Community Plays Key Role in Groundbreaking Hate Crimes Conviction: An Open Letter From FBI San Francisco
To our Northern California community:
Today was a landmark day in our battle against the rising tide of hate crimes in Northern California. At the federal courthouse in San Jose, Ole Hougen was sentenced to 6 years and 10 months in federal prison for committing a violent hate crime against a Black man in Santa Cruz. This is the first conviction and sentencing in the Northern District of California under the Matthew Shepard and James Byrd, Jr. Hate Crimes Prevention Act – a federal law passed in 2009 to greatly expand the government’s ability to prosecute hate crimes.
Federal hate crimes are uniquely difficult to prove in a court of law. Unlike with other crimes, the FBI must uncover proof of the offender’s motive. To convict someone of a federal hate crime, the government must prove beyond a reasonable doubt that the offender targeted the victim because of the victim’s race, color, religion, sexual orientation, or other legally protected status. This case illustrates two of the most important ways that the community can help the FBI with our hate crimes investigations: coming forward as witnesses and reporting any bias-motivated attacks or threats to law enforcement.
Witness statements are often a key element in making a case. We understand people sometimes feel afraid to step forward as witnesses to a crime. However, in many instances, witnesses may observe key details or hear a violent offender make offensive or otherwise derogatory statements about a victim’s racial, ethnic, religious, sexual, or gender identity. An offender’s statements, whether written or spoken, can constitute some of the most powerful evidence of bias. This information can help law enforcement prove both the underlying attack and the offender’s motive or bias. The FBI can speak with witnesses in any language, and we will protect witnesses regardless of their immigration status or country of origin.
In this investigation, FBI special agents obtained evidence of several prior racially motivated crimes committed by Ole Hougen in other communities in California and beyond. FBI special agents located and interviewed the victims from these past crimes and facilitated their testimony at trial. This evidence was critical in proving that Hougen targeted the victim in Santa Cruz because of his race. While not every incident of discrimination or violence will necessarily lead to a federal conviction, they can help a jury understand a pattern of bias. Thanks to the brave reporting and trial testimony of members of our Northern California community, Ole Hougen was convicted of a federal hate crime by a jury of his peers and will now serve his sentence in federal prison.

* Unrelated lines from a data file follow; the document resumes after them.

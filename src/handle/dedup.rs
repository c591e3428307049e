//! Request combining.
//!
//! When several jobs ask for the same hash at the same time (a collection
//! fan-out loading the same tree, two callers reading one record) only the
//! first load reaches the inner store. The others wait on the same shared
//! future and receive a clone of its result.

use std::collections::HashMap;
use std::sync::Arc;

use async_trait::async_trait;
use futures::future::{BoxFuture, FutureExt, Shared};
use parking_lot::Mutex;
use tracing::trace;

use crate::storage::{GitObject, ObjectId, ObjectKind, ObjectStore, StorageResult};

type InflightLoad = Shared<BoxFuture<'static, StorageResult<GitObject>>>;

pub struct DedupStore {
    inner: Arc<dyn ObjectStore>,
    inflight: Mutex<HashMap<(ObjectKind, ObjectId), InflightLoad>>,
}

impl DedupStore {
    pub fn new(inner: Arc<dyn ObjectStore>) -> Self {
        Self {
            inner,
            inflight: Mutex::new(HashMap::new()),
        }
    }

    /// number of loads currently waiting on the inner store
    pub fn inflight(&self) -> usize {
        self.inflight.lock().len()
    }
}

#[async_trait]
impl ObjectStore for DedupStore {
    async fn load(&self, kind: ObjectKind, id: &ObjectId) -> StorageResult<GitObject> {
        let key = (kind, id.clone());
        let load = {
            let mut inflight = self.inflight.lock();
            match inflight.get(&key) {
                Some(load) => {
                    trace!(%kind, hash = %id.short(), "joining in-flight load");
                    load.clone()
                }
                None => {
                    let inner = Arc::clone(&self.inner);
                    let id = id.clone();
                    let load = async move { inner.load(kind, &id).await }.boxed().shared();
                    inflight.insert(key.clone(), load.clone());
                    load
                }
            }
        };

        let result = load.clone().await;

        let mut inflight = self.inflight.lock();
        if inflight.get(&key).is_some_and(|current| current.ptr_eq(&load)) {
            inflight.remove(&key);
        }
        result
    }

    async fn save(&self, object: &GitObject) -> StorageResult<ObjectId> {
        self.inner.save(object).await
    }

    async fn read_ref(&self, name: &str) -> StorageResult<ObjectId> {
        self.inner.read_ref(name).await
    }

    async fn update_ref(&self, name: &str, id: &ObjectId) -> StorageResult<ObjectId> {
        self.inner.update_ref(name, id).await
    }

    async fn has_hash(&self, id: &ObjectId) -> StorageResult<bool> {
        self.inner.has_hash(id).await
    }
}

#[cfg(test)]
mod tests {
    use super::*;
    use std::time::Duration;

    use crate::storage::ObjectStoreExt;
    use crate::test_support::{seed_repo, CountingStore};

    #[tokio::test]
    async fn test_concurrent_loads_share_one_request() {
        let (_dir, git, head) = seed_repo("master", &[("todos/a.json", "{}")]).await;
        let counting = Arc::new(CountingStore::new(git).with_delay(Duration::from_millis(50)));
        let store = Arc::new(DedupStore::new(counting.clone()));

        let loads = (0..5).map(|_| {
            let store = Arc::clone(&store);
            let head = head.clone();
            tokio::spawn(async move { store.load_commit(&head).await })
        });
        let commits = futures::future::join_all(loads).await;

        for commit in commits {
            assert!(commit.unwrap().is_ok());
        }
        assert_eq!(counting.loads(ObjectKind::Commit), 1);
        assert_eq!(store.inflight(), 0);
    }

    #[tokio::test]
    async fn test_sequential_loads_are_not_combined() {
        let (_dir, git, head) = seed_repo("master", &[("todos/a.json", "{}")]).await;
        let counting = Arc::new(CountingStore::new(git));
        let store = DedupStore::new(counting.clone());

        store.load_commit(&head).await.unwrap();
        store.load_commit(&head).await.unwrap();
        assert_eq!(counting.loads(ObjectKind::Commit), 2);
    }

    #[tokio::test]
    async fn test_errors_reach_every_waiter() {
        let (_dir, git, _) = seed_repo("master", &[]).await;
        let counting = Arc::new(CountingStore::new(git).with_delay(Duration::from_millis(20)));
        let store = Arc::new(DedupStore::new(counting.clone()));
        let missing = ObjectId::from_hex("1111111111111111111111111111111111111111").unwrap();

        let (a, b) = tokio::join!(store.load_blob(&missing), store.load_blob(&missing));
        assert!(a.unwrap_err().is_not_found());
        assert!(b.unwrap_err().is_not_found());
        assert_eq!(counting.loads(ObjectKind::Blob), 1);
    }
}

The rise in hate crimes must be addressed by our entire community. The FBI is committed to continuing our critical work with local law enforcement partners to investigate these crimes, bring justice to the victims, and deter future acts of violence. However, we need your help. You can report information to the FBI in any language via tips.fbi.gov or by calling 415-553-7400. All tips may remain anonymous.
No one should be afraid to walk down the street or feel like they could be targeted by an act of violence based on how they look, where they are from, or what religion they practice. Let’s stand together and make it clear that acts of hate and racism have no place here.